Cambrian: Slice of Life

It's wedding season: Don't get stressed — it's almost party time

Cambrian columnist Kathe Tanner decorating a wedding cake for a local couple in August 2003.
Cambrian columnist Kathe Tanner decorating a wedding cake for a local couple in August 2003. Courtesy

As we slide toward summer, I’m reminded that for years this was our super-hectic season.

Never mind Thanksgiving. Forget about Christmas and Valentine’s Day. For a bakery owner/caterer/cake decorator, holiday periods didn’t hold a candle to early spring and summer — otherwise known as wedding season.

Sure, people get married all year long, but spring is hustle time for people in wedding-related industries. Toss graduation season into the mix, and you have a recipe for bakery chaos.

We, of course, had our share of self-involved, demanding, unreasonable "bridezillas" who couldn’t stick to a decision for longer than it takes to sneeze.

Fortunately, the vast majority of brides, grooms and their parents that we dealt with were lovely people.

Wedding couples are entitled to be majorly stressed out. A wedding, even a small one, can be so much pressure. We had several couples who, as they got wrapped up in the planning process, wound up throwing in the towel, running away and eloping. Sadly, a few gave up on the whole relationship.

As providers, we had our own stressors.

When the power went out, I decorated wedding cakes at 4 a.m. by the light of vehicle headlights shining through the bakery windows.

Owners of a wedding venue had assured us their oven was plenty big enough for our sheet pans (18 by 24 inches). When we arrived to do the catering that day, we found an apartment-sized range with a smoky oven that hadn’t been cleaned since a recent, very greasy wild-boar dinner.

Dang! My caterer’s kit didn’t have Easy Off in it! My bad.

One couple delivered our wedding cake themselves … by plane to New York.

We did an early wedding delivery at the tippy top of San Simeon Creek Road (the cake was 12 feet long and 8 inches wide), and another delivery — on the same day! — beyond the multi-locked gates of Running Deer Ranch, with nobody there to unlock them for us. The road we were on was separated from the wedding site by an extraordinarily deep gully, and there was no bridge across. (That pre-Duff Goldman cake was a 3-foot-tall replica of a medieval stone tower on the property.)

Fun, fun.

As wedding professionals, we did have many wonderful times, including at an outdoor reception for an Italian groom and Japanese bride, both first generation with very large, traditional families who didn’t speak each others’ languages — or much English.

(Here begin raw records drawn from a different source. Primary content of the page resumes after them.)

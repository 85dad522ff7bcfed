use anyhow::{Context, Result, anyhow, bail};
use dialoguer::Password;
use serde_json::{Value, json};
use tracing::{info, warn};
use tweeter_core::{
    ApiResult, AuthService, LoginRequest, NormalizedResult, ProfileUpdate, RegisterRequest,
    ServiceResponse, SessionStoreRef,
};

use crate::output::{print_failure, print_profile, print_success, spinner};

const MIN_PASSWORD_LEN: usize = 6;

/// Run a call behind a spinner and turn a normalized failure into an error
async fn with_spinner<F>(message: &str, call: F) -> Result<ServiceResponse>
where
    F: std::future::Future<Output = ApiResult>,
{
    let spinner = spinner(message);
    let result = call.await;
    spinner.finish_and_clear();
    result.map_err(report)
}

fn report(result: NormalizedResult) -> anyhow::Error {
    print_failure(&result);
    anyhow!(result)
}

fn prompt_password(prompt: &str, confirm: bool) -> Result<String> {
    let input = Password::new().with_prompt(prompt);
    let input = if confirm {
        input.with_confirmation("Confirm password", "Passwords don't match")
    } else {
        input
    };
    input.interact().context("Failed to read password")
}

fn check_new_password(password: &str) -> Result<()> {
    if password.chars().count() < MIN_PASSWORD_LEN {
        bail!("Password must be at least {} characters", MIN_PASSWORD_LEN);
    }
    Ok(())
}

pub async fn run_register(
    auth: &AuthService,
    first_name: String,
    last_name: String,
    email: String,
    password: Option<String>,
) -> Result<()> {
    let password = match password {
        Some(p) => p,
        None => prompt_password("Password", true)?,
    };
    let request = RegisterRequest {
        first_name,
        last_name,
        email,
        password,
    };

    with_spinner("Creating account...", auth.register(&request)).await?;
    info!(email = %request.email, "Registered account");
    print_success("Account created. You can now log in.");
    Ok(())
}

pub async fn run_login(auth: &AuthService, email: String, password: Option<String>) -> Result<()> {
    let password = match password {
        Some(p) => p,
        None => prompt_password("Password", false)?,
    };
    let request = LoginRequest { email, password };

    let response = with_spinner("Logging in...", auth.login(&request)).await?;
    auth.gateway()
        .sessions()
        .set_session(&response.data)
        .context("Failed to store session")?;

    let name = auth
        .gateway()
        .sessions()
        .get_session()
        .context("Failed to read session")?
        .and_then(|session| session.profile())
        .and_then(|user| user.display_name().map(str::to_string))
        .unwrap_or(request.email);
    print_success(&format!("Logged in as {}", name));
    Ok(())
}

/// The stored session is dropped even when the logout call fails
pub async fn run_logout(auth: &AuthService) -> Result<()> {
    let spinner = spinner("Logging out...");
    let result = auth.logout(&json!({})).await;
    spinner.finish_and_clear();

    if let Err(e) = &result {
        warn!(message = %e.message, code = ?e.code, "Logout call failed, clearing session anyway");
    }
    auth.gateway()
        .sessions()
        .remove_session()
        .context("Failed to remove session")?;
    print_success("Logged out");
    Ok(())
}

pub fn run_whoami(sessions: &SessionStoreRef) -> Result<()> {
    match sessions.get_session().context("Failed to read session")? {
        Some(session) => print_profile(&session),
        None => bail!("Not logged in"),
    }
    Ok(())
}

pub fn run_token(sessions: &SessionStoreRef) -> Result<()> {
    match sessions.access_token().context("Failed to read session")? {
        Some(token) => println!("{}", token),
        None => bail!("No access token stored"),
    }
    Ok(())
}

pub async fn run_profile_update(
    auth: &AuthService,
    mut update: ProfileUpdate,
    change_password: bool,
) -> Result<()> {
    let sessions = auth.gateway().sessions();
    let Some(mut session) = sessions.get_session().context("Failed to read session")? else {
        bail!("Not logged in");
    };

    if change_password {
        let password = prompt_password("New password", true)?;
        check_new_password(&password)?;
        update.password = Some(password);
    }
    if is_empty_update(&update) {
        bail!("Nothing to update");
    }

    let response = with_spinner("Updating profile...", auth.update_profile(&update)).await?;
    session.merge_profile(updated_fields(&response.data));
    sessions
        .set_session(&session)
        .context("Failed to store session")?;

    print_success("Profile updated");
    print_profile(&session);
    Ok(())
}

fn is_empty_update(update: &ProfileUpdate) -> bool {
    update.username.is_none()
        && update.name.is_none()
        && update.last_name.is_none()
        && update.email.is_none()
        && update.password.is_none()
}

/// Profile fields in an update response: the `data` payload, or the body itself
fn updated_fields(body: &Value) -> &Value {
    match body.get("data") {
        Some(data) if data.is_object() => data,
        _ => body,
    }
}
use tracing_subscriber::EnvFilter;

/// Install the global tracing subscriber.
///
/// `RUST_LOG` wins over the configured level. Output goes to stderr so it never
/// mixes with command output such as `tweeter token`.
pub fn init(level: &str) {
    let filter = EnvFilter::try_from_default_env().unwrap_or_else(|_| EnvFilter::new(level));

    tracing_subscriber::fmt()
        .with_env_filter(filter)
        .with_writer(std::io::stderr)
        .with_target(false)
        .init();
}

The couple wanted a loving, inclusive, meet-and-greet reception on the lawn, so the dinner’s seating cards were carefully laid out in a mix-’em-up, his-her-his-her-his-her arrangement. By the end of the night, it was one big, joyous, happy family …. even after the winery’s sprinklers came on a little early.

Another cool couple had a huge wedding at the Monday Club in San Luis Obispo, with a horse-drawn carriage, big band, six-course, table-served meal, elaborate flowers and décor and our elaborate cake with a different flavor for each tier.

As we hustled to finish organizing things about 45 minutes before the ceremony, a man and woman in matching running suits and athletic shoes wandered in and strolled casually around the room. They watched the admittedly hectic-looking goings on, chatted and smiled confidently, and then disappeared arm-in-arm.

Husband Richard’s jaw dropped when I told him, “That was the bride and groom!”

That’s how to do a wedding, folks.

Recently, a Facebook friend who was getting married soon was stressing about this detail and that possibility.

My answer was the same chapter and verse we gave all our bridal couples: “The important part of your day is between the two of you and the officiant who will marry you. Period. The rest of it is just a party. An important party, but just a party.

“As long as the two of you, your folks, the food provider and whoever is coordinating the event all stay cool and calm, keep smiling and don’t blab about glitches, nobody else will realize that something didn’t go quite the way you planned. And for heaven’s sake, don’t post the schedule or the menu!

“So, kids, get married. Enjoy the party. Visit with your friends and family. Let the good times roll, and then get on with your new lives.

“Now, breathe. Relax. And smile. It’s almost party time.”